Idrys accepted that thrown stone without a ripple. “Will Your Majesty still wish, then, to see His Holiness today? Or Sulriggan?”

“No. I don’t need indigestion. But I’ll do something, perhaps, to uphold His Holiness.”

“A wedding largesse… that might serve.”

“And on the dayof the wedding, for the hour after. Make preparations, noisy preparations, all for the Wintertide, and a wedding feast in the square. Gods give us good weather. That will sweeten the mood in the town. Hard to make converts against a feast and free ale. Particularly if that zealot priest is too scared to show his face.”

“Dancing in the square, all the merry townsfolk.” No more unlikely proponent of festivities ever arranged a ball. “I’ll have the Guard drawn up, martial display. They willbe there, and the weapons will not be the parade issue. A royal decree to make merry and a proclamation from His Holiness to sanctify the wedding. Then a royal gift.”

“A penny a head. No, two. Make them say, Gods bless His Holiness, and give them the pennies, as from him. Gods! To think I should be doing this to bolster the old fox.”

“And your former—”

“Never say it! And for the gods’ sake don’t make any noise about this Udryn.”

“For the gods’ sake?” Idrys asked with irony. “Perhaps. Certainly for the kingdom’s sake. And a greater reward you could never give His Holiness.”


Chapter 3

The doors in Henas’amef were hung with winter garlands and the shrines in the Zeide’s East Court were festooned with evergreen and berries, with every manner of garland and banner, in anticipation of Midwinter Day and the turn of the world toward spring.

For the duke of Amefel the tailor brought forth splendid clothing, red, with black eagles on the sleeves; and a warm cloak with the arms of Amefel worked on it. It was wonderful new wool, kind as an embrace in the winter wind. Tassand and the tailor had insisted, for their own pride, to see he did not go to a new year in old clothes. There was magic implicit in that choice, and he agreed with it in all its meaning.

Still the weather held fair. It was cold enough to sting faces, but not a bitter cold.

Ale flowed with particular good cheer all over town, so the staff reported, and the two youngest of Tristen’s servants came back from town late, and in disgrace.
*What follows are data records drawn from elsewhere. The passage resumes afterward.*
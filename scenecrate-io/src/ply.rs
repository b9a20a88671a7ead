//! ASCII PLY polygon support on top of `ply-rs`
//!
//! Only the subset needed to describe wireframe geometry is accepted: an ASCII
//! 1.0 header with a `vertex` element whose first three properties are `x y z`,
//! optionally followed by a `face` element with a single `vertex_indices` list.
//! Anything richer that would otherwise be silently misread (binary bodies,
//! extra elements, list properties on vertices, extra face properties) is
//! rejected as [`ParseErrorKind::UnsupportedFormat`].
//!
//! The header grammar and the typed element values come from `ply-rs`. The body
//! is fed to it one line at a time so every error keeps its line number.

use std::fs::File;
use std::io::{self, BufRead, BufReader, BufWriter, Read, Write};
use std::path::Path;

use ply_rs::{
    parser::Parser,
    ply::{
        Addable, DefaultElement, ElementDef, Encoding, Header, Ply, Property, PropertyDef, PropertyType, ScalarType,
    },
    writer::Writer,
};
use scenecrate_core::{Color, Polygon, Vector3d};
use serde::{Deserialize, Serialize};
use tracing::{debug, warn};

use crate::error::{IoError, ParseError, ParseErrorKind};

/// Options for turning PLY geometry into polygons
#[derive(Debug, Clone, Copy, PartialEq, Serialize, Deserialize)]
pub struct PlyReadOptions {
    /// Factor every vertex position is multiplied by
    pub scale: f64,
    /// Split faces with more than three vertices into a triangle fan
    pub triangulate: bool,
    /// Color given to every produced polygon
    pub color: Color,
}

impl Default for PlyReadOptions {
    fn default() -> Self {
        Self {
            scale: 1.0,
            triangulate: false,
            color: Color::default(),
        }
    }
}

impl PlyReadOptions {
    pub fn with_scale(scale: f64) -> Self {
        Self {
            scale,
            ..Self::default()
        }
    }
}

/// Options for writing polygons as ASCII PLY
#[derive(Debug, Clone, Default, PartialEq, Serialize, Deserialize)]
pub struct PlyWriteOptions {
    /// Emitted as `comment` lines in the header, one per line of text
    pub comment: Option<String>,
}

/// The decoded vertex and face tables of a PLY file
#[derive(Debug, Clone, Default, PartialEq)]
pub struct PlyMesh {
    pub vertices: Vec<Vector3d>,
    /// Vertex indices per face, each with at least three entries
    pub faces: Vec<Vec<usize>>,
    pub comments: Vec<String>,
}

impl PlyMesh {
    /// One polygon per face, with positions looked up by index and scaled.
    ///
    /// Meshes from [`parse_mesh`] always convert. A hand-built mesh whose face
    /// has fewer than three entries or an index past the vertex table is
    /// rejected with [`ParseErrorKind::BadIndex`] at line 0.
    pub fn to_polygons(&self, options: &PlyReadOptions) -> Result<Vec<Polygon>, ParseError> {
        let mut polygons = Vec::with_capacity(self.faces.len());

        for (f, face) in self.faces.iter().enumerate() {
            if face.len() < 3 {
                return Err(ParseError::new(
                    ParseErrorKind::BadIndex,
                    0,
                    format!("face {f} has {} vertices, at least 3 are required", face.len()),
                ));
            }
            let corners = face
                .iter()
                .map(|&i| match self.vertices.get(i) {
                    Some(v) => Ok(*v * options.scale),
                    None => Err(ParseError::new(
                        ParseErrorKind::BadIndex,
                        0,
                        format!("face {f} refers to vertex {i} of {}", self.vertices.len()),
                    )),
                })
                .collect::<Result<Vec<_>, _>>()?;

            if options.triangulate && corners.len() > 3 {
                for pair in corners[1..].windows(2) {
                    polygons.push(Polygon::new(vec![corners[0], pair[0], pair[1]]).with_color(options.color));
                }
            } else {
                polygons.push(Polygon::new(corners).with_color(options.color));
            }
        }

        Ok(polygons)
    }
}

/// Numbered lines of the input, skipping blank ones
struct Lines<'a> {
    inner: std::iter::Enumerate<std::str::Lines<'a>>,
    last: usize,
}

impl<'a> Lines<'a> {
    fn new(input: &'a str) -> Self {
        Self {
            inner: input.lines().enumerate(),
            last: 0,
        }
    }

    fn next_content(&mut self) -> Option<(usize, &'a str)> {
        for (i, line) in self.inner.by_ref() {
            self.last = i + 1;
            let trimmed = line.trim();
            if !trimmed.is_empty() {
                return Some((i + 1, trimmed));
            }
        }
        None
    }

    /// The line number just past the end of the input
    fn end(&self) -> usize {
        self.last + 1
    }
}
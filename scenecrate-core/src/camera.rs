//! Cameras mapping world space onto image space
//!
//! Both cameras build an orthonormal frame `(u, v, n)` from three world-space
//! inputs: the eye `position`, an `up` hint and a `direction`. Note that
//! `direction` is the world-space point the camera looks *at*, not a direction
//! vector. `n` points from that target back towards the eye, so visible points
//! have a negative view-space depth.

use nalgebra::Vector3;
use tracing::trace;

use crate::error::MathError;
use crate::math::{matrix_from_rows, perspective_divide, transform_point, Matrix4d, Vector3d, VectorExt};

/// A point in image space, before discretization
#[derive(Debug, Clone, Copy, PartialEq)]
pub struct ImagePoint {
    pub x: f64,
    pub y: f64,
}

impl ImagePoint {
    pub fn new(x: f64, y: f64) -> Self {
        Self { x, y }
    }
}

/// Projection from world space to image space
pub trait Camera {
    /// Rebuild the cached projection matrix from the current camera parameters
    fn update(&mut self) -> Result<(), MathError>;

    /// The cached projection matrix, `None` until [`Camera::update`] succeeded
    fn projection_matrix(&self) -> Option<&Matrix4d>;

    /// Project a world-space point: multiply by the projection matrix, then divide by `w`
    fn project(&self, point: &Vector3d) -> Result<ImagePoint, MathError> {
        let projection = self
            .projection_matrix()
            .ok_or(MathError::DegenerateCamera("update() has not been called"))?;
        let p = perspective_divide(&transform_point(projection, point))?;
        Ok(ImagePoint::new(p.x, p.y))
    }
}

/// The eye, up hint and target shared by the orthographic and perspective cameras
#[derive(Debug, Clone, Copy, PartialEq)]
pub struct CameraFrame {
    pub position: Vector3d,
    pub up: Vector3d,
    /// The world-space point the camera aims at
    pub direction: Vector3d,
}

/// The orthonormal camera basis
#[derive(Debug, Clone, Copy, PartialEq)]
pub struct Basis {
    pub u: Vector3d,
    pub v: Vector3d,
    pub n: Vector3d,
}

impl CameraFrame {
    pub fn new(position: Vector3d, up: Vector3d, direction: Vector3d) -> Self {
        Self {
            position,
            up,
            direction,
        }
    }

    /// Derive `n = -(direction - position)`, `u = up x n`, `v = n x u`, all normalized
    pub fn basis(&self) -> Result<Basis, MathError> {
        let n = ((self.direction - self.position) * -1.0)
            .try_normalized()
            .map_err(|_| MathError::DegenerateCamera("target coincides with the camera position"))?;
        let u = self
            .up
            .cross(&n)
            .try_normalized()
            .map_err(|_| MathError::DegenerateCamera("up vector is parallel to the viewing axis"))?;
        let v = n.cross(&u).try_normalized()?;
        Ok(Basis { u, v, n })
    }

    /// The world-to-camera matrix: rotate into `(u, v, n)` after moving the eye to the origin
    pub fn view_matrix(&self) -> Result<Matrix4d, MathError> {
        let Basis { u, v, n } = self.basis()?;
        let e = self.position;
        Ok(matrix_from_rows([
            [u.x, u.y, u.z, -e.dot(&u)],
            [v.x, v.y, v.z, -e.dot(&v)],
            [n.x, n.y, n.z, -e.dot(&n)],
            [0.0, 0.0, 0.0, 1.0],
        ]))
    }
}

impl Default for CameraFrame {
    fn default() -> Self {
        Self::new(Vector3::new(0.0, 0.0, 10.0), Vector3::y(), Vector3::zeros())
    }
}

macro_rules! frame_accessors {
    ($camera:ty) => {
        impl $camera {
            pub fn frame(&self) -> &CameraFrame {
                &self.frame
            }

            pub fn position(&self) -> Vector3d {
                self.frame.position
            }

            pub fn up(&self) -> Vector3d {
                self.frame.up
            }

            /// The world-space target point
            pub fn direction(&self) -> Vector3d {
                self.frame.direction
            }

            pub fn set_position(&mut self, position: Vector3d) {
                self.frame.position = position;
                self.projection = None;
            }

            pub fn set_up(&mut self, up: Vector3d) {
                self.frame.up = up;
                self.projection = None;
            }

            pub fn set_direction(&mut self, direction: Vector3d) {
                self.frame.direction = direction;
                self.projection = None;
            }

            /// Point the camera at a new world-space target
            pub fn aim_at(&mut self, target: Vector3d) {
                self.set_direction(target);
            }
        }
    };
}

/// Parallel projection that discards depth entirely
#[derive(Debug, Clone)]
pub struct OrthographicCamera {
    frame: CameraFrame,
    projection: Option<Matrix4d>,
}

impl OrthographicCamera {
    pub fn new(position: Vector3d, up: Vector3d, direction: Vector3d) -> Self {
        Self {
            frame: CameraFrame::new(position, up, direction),
            projection: None,
        }
    }
}

frame_accessors!(OrthographicCamera);

impl Camera for OrthographicCamera {
    fn update(&mut self) -> Result<(), MathError> {
        let collapse = Matrix4d::from_diagonal(&nalgebra::Vector4::new(1.0, 1.0, 0.0, 1.0));
        self.projection = Some(collapse * self.frame.view_matrix()?);
        trace!(position = ?self.frame.position, target = ?self.frame.direction, "orthographic camera updated");
        Ok(())
    }

    fn projection_matrix(&self) -> Option<&Matrix4d> {
        self.projection.as_ref()
    }
}

/// Central projection onto an image plane through the eye.
///
/// `destination` is the distance `d` between the image plane and the center of
/// projection, which sits behind the eye. A point at view depth `z` gets
/// `w = 1 - z / d`, so points nearer the eye project larger and points in the
/// image plane keep their size.
#[derive(Debug, Clone)]
pub struct PerspectiveCamera {
    frame: CameraFrame,
    destination: f64,
    projection: Option<Matrix4d>,
}

impl PerspectiveCamera {
    pub fn new(position: Vector3d, up: Vector3d, direction: Vector3d, destination: f64) -> Self {
        Self {
            frame: CameraFrame::new(position, up, direction),
            destination,
            projection: None,
        }
    }

    pub fn destination(&self) -> f64 {
        self.destination
    }

    pub fn set_destination(&mut self, destination: f64) {
        self.destination = destination;
        self.projection = None;
    }
}

frame_accessors!(PerspectiveCamera);

impl Camera for PerspectiveCamera {
    fn update(&mut self) -> Result<(), MathError> {
        let d = self.destination;
        if !d.is_finite() || d.abs() < crate::math::EPSILON {
            return Err(MathError::DegenerateCamera("destination must be finite and non-zero"));
        }

        let collapse = matrix_from_rows([
            [1.0, 0.0, 0.0, 0.0],
            [0.0, 1.0, 0.0, 0.0],
            [0.0, 0.0, 0.0, 0.0],
            [0.0, 0.0, -1.0 / d, 1.0],
        ]);
        self.projection = Some(collapse * self.frame.view_matrix()?);
        trace!(
            position = ?self.frame.position,
            target = ?self.frame.direction,
            destination = d,
            "perspective camera updated"
        );
        Ok(())
    }

    fn projection_matrix(&self) -> Option<&Matrix4d> {
        self.projection.as_ref()
    }
}

/// A camera whose projection is the identity: world `(x, y, z)` lands on image `(x, y)`
#[derive(Debug, Clone)]
pub struct IdentityCamera {
    projection: Matrix4d,
}

impl IdentityCamera {
    pub fn new() -> Self {
        Self {
            projection: Matrix4d::identity(),
        }
    }
}

impl Default for IdentityCamera {
    fn default() -> Self {
        Self::new()
    }
}

impl Camera for IdentityCamera {
    fn update(&mut self) -> Result<(), MathError> {
        Ok(())
    }

    fn projection_matrix(&self) -> Option<&Matrix4d> {
        Some(&self.projection)
    }
}

#[cfg(test)]
mod tests {
    use super::*;
    use approx::assert_relative_eq;

    fn v(x: f64, y: f64, z: f64) -> Vector3d {
        Vector3d::new(x, y, z)
    }

    #[test]
    fn basis_is_orthonormal() {
        let frame = CameraFrame::new(v(3.0, 4.0, 5.0), v(0.0, 1.0, 0.0), v(-1.0, 0.5, 2.0));
        let Basis { u, v, n } = frame.basis().unwrap();
        for axis in [u, v, n] {
            assert_relative_eq!(axis.norm(), 1.0, epsilon = 1e-12);
        }
        assert_relative_eq!(u.dot(&v), 0.0, epsilon = 1e-12);
        assert_relative_eq!(u.dot(&n), 0.0, epsilon = 1e-12);
        assert_relative_eq!(v.dot(&n), 0.0, epsilon = 1e-12);
    }

    #[test]
    fn orthographic_at_origin_keeps_xy_for_any_depth() {
        let mut camera = OrthographicCamera::new(v(0.0, 0.0, 0.0), v(0.0, 1.0, 0.0), v(0.0, 0.0, -1.0));
        camera.update().unwrap();

        for z in [-100.0, -1.0, 0.0, 3.5, 42.0] {
            let p = camera.project(&v(2.5, -7.0, z)).unwrap();
            assert_relative_eq!(p.x, 2.5, epsilon = 1e-12);
            assert_relative_eq!(p.y, -7.0, epsilon = 1e-12);
        }
    }

    #[test]
    fn orthographic_moves_with_the_eye() {
        let mut camera = OrthographicCamera::new(v(5.0, 0.0, 10.0), v(0.0, 1.0, 0.0), v(5.0, 0.0, 0.0));
        camera.update().unwrap();
        let p = camera.project(&v(5.0, 2.0, 0.0)).unwrap();
        assert_relative_eq!(p.x, 0.0, epsilon = 1e-12);
        assert_relative_eq!(p.y, 2.0, epsilon = 1e-12);
    }

    #[test]
    fn perspective_magnifies_closer_points() {
        let mut camera = PerspectiveCamera::new(v(0.0, 0.0, 10.0), v(0.0, 1.0, 0.0), v(0.0, 0.0, 0.0), 10.0);
        camera.update().unwrap();

        let far = camera.project(&v(4.0, 0.0, 0.0)).unwrap();
        let near = camera.project(&v(4.0, 0.0, 5.0)).unwrap();
        assert_relative_eq!(far.x, 2.0, epsilon = 1e-12);
        assert!(near.x > far.x);

        // points in the plane of the eye are not scaled
        let at_eye = camera.project(&v(4.0, 3.0, 10.0)).unwrap();
        assert_relative_eq!(at_eye.x, 4.0, epsilon = 1e-12);
        assert_relative_eq!(at_eye.y, 3.0, epsilon = 1e-12);
    }

    #[test]
    fn perspective_divide_by_zero_is_reported() {
        let mut camera = PerspectiveCamera::new(v(0.0, 0.0, 10.0), v(0.0, 1.0, 0.0), v(0.0, 0.0, 0.0), 10.0);
        camera.update().unwrap();
        // view depth +d puts w at zero
        let err = camera.project(&v(1.0, 1.0, 20.0)).unwrap_err();
        assert!(matches!(err, MathError::DivisionByZero { .. }));
    }

    #[test]
    fn degenerate_frames_fail_update() {
        let mut same_point = OrthographicCamera::new(v(1.0, 1.0, 1.0), v(0.0, 1.0, 0.0), v(1.0, 1.0, 1.0));
        assert!(matches!(same_point.update(), Err(MathError::DegenerateCamera(_))));

        let mut parallel_up = OrthographicCamera::new(v(0.0, 5.0, 0.0), v(0.0, 1.0, 0.0), v(0.0, 0.0, 0.0));
        assert!(matches!(parallel_up.update(), Err(MathError::DegenerateCamera(_))));

        let mut no_distance = PerspectiveCamera::new(v(0.0, 0.0, 10.0), v(0.0, 1.0, 0.0), v(0.0, 0.0, 0.0), 0.0);
        assert!(no_distance.update().is_err());
    }

    #[test]
    fn mutation_requires_a_new_update() {
        let mut camera = PerspectiveCamera::new(v(0.0, 0.0, 10.0), v(0.0, 1.0, 0.0), v(0.0, 0.0, 0.0), 10.0);
        assert!(camera.project(&v(0.0, 0.0, 0.0)).is_err());

        camera.update().unwrap();
        assert!(camera.project(&v(0.0, 0.0, 0.0)).is_ok());

        camera.aim_at(v(1.0, 0.0, 0.0));
        assert!(camera.projection_matrix().is_none());
        camera.update().unwrap();
        assert_eq!(camera.direction(), v(1.0, 0.0, 0.0));
    }

    #[test]
    fn identity_camera_drops_depth() {
        let camera = IdentityCamera::new();
        let p = camera.project(&v(3.0, 0.0, -1.0)).unwrap();
        assert_eq!(p, ImagePoint::new(3.0, 0.0));
    }
}
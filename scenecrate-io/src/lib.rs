//! I/O operations for scenecrate
//!
//! This crate decodes ASCII PLY geometry into the polygon primitives drawn by
//! the scene graph, and writes polygons back out in the same subset.

pub mod error;
pub mod ply;

pub use error::*;
pub use ply::{
    parse_mesh, parse_polygons, read_polygons, read_polygons_file, write_polygons, write_polygons_file, PlyMesh,
    PlyReadOptions, PlyWriteOptions,
};
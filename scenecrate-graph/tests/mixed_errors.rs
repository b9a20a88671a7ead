//! One scene built from every layer, with their errors meeting in the core `Error`

use scenecrate_core::{
    Camera, Color, Error, Framebuffer, MathError, OrthographicCamera, Result, Transform, Vector3d,
};
use scenecrate_graph::*;
use scenecrate_io::{parse_polygons, PlyReadOptions};

const TRIANGLE: &str = "ply\nformat ascii 1.0\nelement vertex 3\nproperty float x\nproperty float y\nproperty float z\nelement face 1\nproperty list uchar int vertex_indices\nend_header\n0 0 0\n1 0 0\n0 1 0\n3 0 1 2\n";

/// Build and render a one-mesh scene, mixing graph, parse and math errors
fn render_mesh(source: &str, camera: &mut dyn Camera, surface: &mut Framebuffer) -> Result<FrameStats> {
    let mut graph = SceneGraph::new("world")?;
    let root = graph.root();
    let mesh = graph.create_child(root, "mesh")?;
    graph.set_transform(mesh, Transform::uniform_scale(8.0))?;
    for polygon in parse_polygons(source, &PlyReadOptions::default())? {
        graph.add_primitive(mesh, polygon)?;
    }
    let stats = Renderer::default().render(&graph, camera, surface)?;
    Ok(stats)
}

fn front_ortho() -> OrthographicCamera {
    OrthographicCamera::new(
        Vector3d::new(0.0, 0.0, 10.0),
        Vector3d::new(0.0, 1.0, 0.0),
        Vector3d::new(0.0, 0.0, 0.0),
    )
}

#[test]
fn every_layer_feeds_one_frame() -> anyhow::Result<()> {
    let mut surface = Framebuffer::new(16, 16);
    let stats = render_mesh(TRIANGLE, &mut front_ortho(), &mut surface)?;

    assert_eq!(stats.nodes, 2);
    assert_eq!(stats.primitives, 1);
    for corner in [(0, 0), (8, 0), (0, 8)] {
        assert_eq!(surface.get(corner.0, corner.1), Some(Color::WHITE));
    }
    Ok(())
}

#[test]
fn layer_errors_share_one_type() {
    let mut surface = Framebuffer::new(16, 16);

    let truncated = TRIANGLE.replace("3 0 1 2\n", "");
    let err = render_mesh(&truncated, &mut front_ortho(), &mut surface).unwrap_err();
    assert!(matches!(err, Error::Parse(_)));

    let binary = TRIANGLE.replace("ascii", "binary_little_endian");
    let err = render_mesh(&binary, &mut front_ortho(), &mut surface).unwrap_err();
    assert!(matches!(err, Error::UnsupportedFormat(_)));

    let eye = Vector3d::new(0.0, 0.0, 10.0);
    let mut stuck = OrthographicCamera::new(eye, Vector3d::y(), eye);
    let err = render_mesh(TRIANGLE, &mut stuck, &mut surface).unwrap_err();
    assert!(matches!(err, Error::Math(MathError::DegenerateCamera(_))));

    let graph_err: Error = GraphError::EmptyLabel.into();
    assert!(graph_err.to_string().contains("empty"));
}
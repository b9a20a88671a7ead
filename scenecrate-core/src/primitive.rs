//! Drawable primitives
//!
//! A primitive receives the composed model-to-world matrix through a
//! [`RenderContext`], projects its points with the active [`Camera`] and writes
//! pixels to a [`PixelSink`]. Primitives never pre-clip: the sink drops anything
//! outside its bounds. Points that cannot be projected (a zero `w` during a
//! perspective divide) make the affected primitive emit fewer pixels instead of
//! failing the frame.

use std::fmt;

use tracing::trace;

use crate::camera::{Camera, ImagePoint};
use crate::math::{perspective_divide, transform_point, Matrix4d, Vector3d};
use crate::pixel::{Color, Pixel, PixelSink};
use crate::raster::plot_line;

/// Default upper bound on DDA steps for a single line
pub const DEFAULT_MAX_LINE_STEPS: usize = 1 << 16;

/// State handed down the traversal to every primitive.
#[derive(Debug, Clone, PartialEq)]
pub struct RenderContext {
    /// The composed model-to-world matrix of the node being drawn
    pub transform: Matrix4d,
    /// Color imposed by an enclosing group, overriding the primitive's own color
    pub inherited_color: Option<Color>,
    /// Lines needing more DDA steps than this are skipped
    pub max_line_steps: usize,
}

impl RenderContext {
    pub fn new(transform: Matrix4d) -> Self {
        Self {
            transform,
            inherited_color: None,
            max_line_steps: DEFAULT_MAX_LINE_STEPS,
        }
    }

    /// A copy of this context with a group color imposed on everything below it
    pub fn with_color(&self, color: Color) -> Self {
        Self {
            inherited_color: Some(color),
            ..self.clone()
        }
    }

    pub fn with_max_line_steps(mut self, max_line_steps: usize) -> Self {
        self.max_line_steps = max_line_steps;
        self
    }

    /// The color a primitive whose own color is `own` should draw with
    pub fn color_for(&self, own: Color) -> Color {
        self.inherited_color.unwrap_or(own)
    }

    /// Map a model-space point to image space, `None` if it cannot be projected
    pub fn project(&self, camera: &dyn Camera, point: &Vector3d) -> Option<ImagePoint> {
        let projected = perspective_divide(&transform_point(&self.transform, point))
            .and_then(|world| camera.project(&world));
        match projected {
            Ok(p) => Some(p),
            Err(err) => {
                trace!(?point, %err, "dropping unprojectable point");
                None
            }
        }
    }

    /// Project and plot the segment `a -> b`
    fn draw_segment(&self, a: ImagePoint, b: ImagePoint, color: Color, sink: &mut dyn PixelSink) {
        match plot_line(a, b, self.max_line_steps) {
            Some(samples) => {
                for p in samples {
                    sink.put(Pixel::new(p.x, p.y, color));
                }
            }
            None => trace!(?a, ?b, "skipping degenerate or oversized line"),
        }
    }
}

impl Default for RenderContext {
    fn default() -> Self {
        Self::new(Matrix4d::identity())
    }
}

/// Anything that can be drawn by the renderer.
///
/// The set of primitives is open: implement this trait to plug in new shapes.
pub trait Primitive: fmt::Debug {
    /// Emit the pixels of this primitive for the given context and camera
    fn render(&self, ctx: &RenderContext, camera: &dyn Camera, sink: &mut dyn PixelSink);

    fn color(&self) -> Color;

    fn set_color(&mut self, color: Color);
}

impl<P: Primitive + ?Sized> Primitive for Box<P> {
    fn render(&self, ctx: &RenderContext, camera: &dyn Camera, sink: &mut dyn PixelSink) {
        (**self).render(ctx, camera, sink)
    }

    fn color(&self) -> Color {
        (**self).color()
    }

    fn set_color(&mut self, color: Color) {
        (**self).set_color(color)
    }
}

/// A point in the plane `z = -1` of its node's model space
#[derive(Debug, Clone, Copy, PartialEq)]
pub struct Point2d {
    pub x: f64,
    pub y: f64,
    pub color: Color,
}

impl Point2d {
    pub fn new(x: f64, y: f64) -> Self {
        Self {
            x,
            y,
            color: Color::default(),
        }
    }

    /// The model-space position this point is drawn at
    pub fn position(&self) -> Vector3d {
        Vector3d::new(self.x, self.y, -1.0)
    }
}

impl Primitive for Point2d {
    fn render(&self, ctx: &RenderContext, camera: &dyn Camera, sink: &mut dyn PixelSink) {
        if let Some(p) = ctx.project(camera, &self.position()) {
            sink.put(Pixel::new(p.x, p.y, ctx.color_for(self.color)));
        }
    }

    fn color(&self) -> Color {
        self.color
    }

    fn set_color(&mut self, color: Color) {
        self.color = color;
    }
}

/// A straight segment between two model-space points
#[derive(Debug, Clone, Copy, PartialEq)]
pub struct Line {
    pub a: Vector3d,
    pub b: Vector3d,
    pub color: Color,
}

impl Line {
    pub fn new(a: Vector3d, b: Vector3d) -> Self {
        Self {
            a,
            b,
            color: Color::default(),
        }
    }

    pub fn with_color(mut self, color: Color) -> Self {
        self.color = color;
        self
    }
}

impl Primitive for Line {
    fn render(&self, ctx: &RenderContext, camera: &dyn Camera, sink: &mut dyn PixelSink) {
        let (Some(a), Some(b)) = (ctx.project(camera, &self.a), ctx.project(camera, &self.b)) else {
            return;
        };
        ctx.draw_segment(a, b, ctx.color_for(self.color), sink);
    }

    fn color(&self) -> Color {
        self.color
    }

    fn set_color(&mut self, color: Color) {
        self.color = color;
    }
}

/// A closed outline through the given vertices. No fill.
#[derive(Debug, Clone, PartialEq)]
pub struct Polygon {
    pub vertices: Vec<Vector3d>,
    pub color: Color,
}

impl Polygon {
    pub fn new(vertices: Vec<Vector3d>) -> Self {
        Self {
            vertices,
            color: Color::default(),
        }
    }

    pub fn with_color(mut self, color: Color) -> Self {
        self.color = color;
        self
    }

    pub fn vertex_count(&self) -> usize {
        self.vertices.len()
    }

    /// The `n` edges `(v[i], v[(i + 1) % n])` of the outline
    pub fn edges(&self) -> impl Iterator<Item = (Vector3d, Vector3d)> + '_ {
        let n = self.vertices.len();
        (0..n).map(move |i| (self.vertices[i], self.vertices[(i + 1) % n]))
    }
}

impl Primitive for Polygon {
    fn render(&self, ctx: &RenderContext, camera: &dyn Camera, sink: &mut dyn PixelSink) {
        let n = self.vertices.len();
        if n == 0 {
            return;
        }
        let color = ctx.color_for(self.color);
        let projected: Vec<Option<ImagePoint>> = self
            .vertices
            .iter()
            .map(|v| ctx.project(camera, v))
            .collect();

        for i in 0..n {
            if let (Some(a), Some(b)) = (projected[i], projected[(i + 1) % n]) {
                ctx.draw_segment(a, b, color, sink);
            }
        }
    }

    fn color(&self) -> Color {
        self.color
    }

    fn set_color(&mut self, color: Color) {
        self.color = color;
    }
}

/// An ordered group of primitives drawn in insertion order with the group's color
#[derive(Debug, Default)]
pub struct CompositeShape {
    children: Vec<Box<dyn Primitive>>,
    pub color: Color,
}

impl CompositeShape {
    pub fn new() -> Self {
        Self::default()
    }

    pub fn with_color(mut self, color: Color) -> Self {
        self.color = color;
        self
    }

    pub fn add(&mut self, primitive: impl Primitive + 'static) {
        self.children.push(Box::new(primitive));
    }

    pub fn push(&mut self, primitive: Box<dyn Primitive>) {
        self.children.push(primitive);
    }

    pub fn children(&self) -> &[Box<dyn Primitive>] {
        &self.children
    }

    pub fn len(&self) -> usize {
        self.children.len()
    }

    pub fn is_empty(&self) -> bool {
        self.children.is_empty()
    }

    pub fn clear(&mut self) {
        self.children.clear();
    }
}

impl Primitive for CompositeShape {
    fn render(&self, ctx: &RenderContext, camera: &dyn Camera, sink: &mut dyn PixelSink) {
        let group_ctx = ctx.with_color(ctx.color_for(self.color));
        for child in &self.children {
            child.render(&group_ctx, camera, sink);
        }
    }

    fn color(&self) -> Color {
        self.color
    }

    fn set_color(&mut self, color: Color) {
        self.color = color;
    }
}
The taverns were hung with lights and kept their doors open all night.

Pack-ponies went out the gates of Henas’amef heavy-laden with supplies for Anwyll, who was doomed to the watch by the river for the festive season: it was on Tristen’s order they sent him a special load of ale.

Another train of mules kept continual rounds between Henas’amef and the river and between Henas’amef and the winter camp at Althalen, where more and more of Auld Syes’ sparrows came. The mules brought special supplies, sweets, for the Elwynim, the same as the Amefin, hallowed Midwinter Day.

But beneath the cheer of the festal season, and despite the new clothes and the well-wishes, Tristen worried, for there was no sign yet of grain or boats. Especially in the evenings he watched the main gate from the windows where his pigeons gathered. Noting this congress of pigeons, some of the house servants said the birds were his spies, but this was never so, and his birds brought him nothing but comfort—never a hint of the passage of boats or of any other sort of transport that might bring him guests or grain.

What would be the outcome if he had made all this preparation and only Cevulirn returned?

So he wished, and he wished for days, all but in despair, and Uwen’s best wishes could lend him no assurance.

But one morning that he waked after a deep, peaceful sleep, he faced the windows early and with a joyous, inexplicable confidence.

He said no more to Uwen than that he had a hope this morning; and Uwen cast an eye to the banners cracking and straining at their poles, and said with that good south wind he had the same.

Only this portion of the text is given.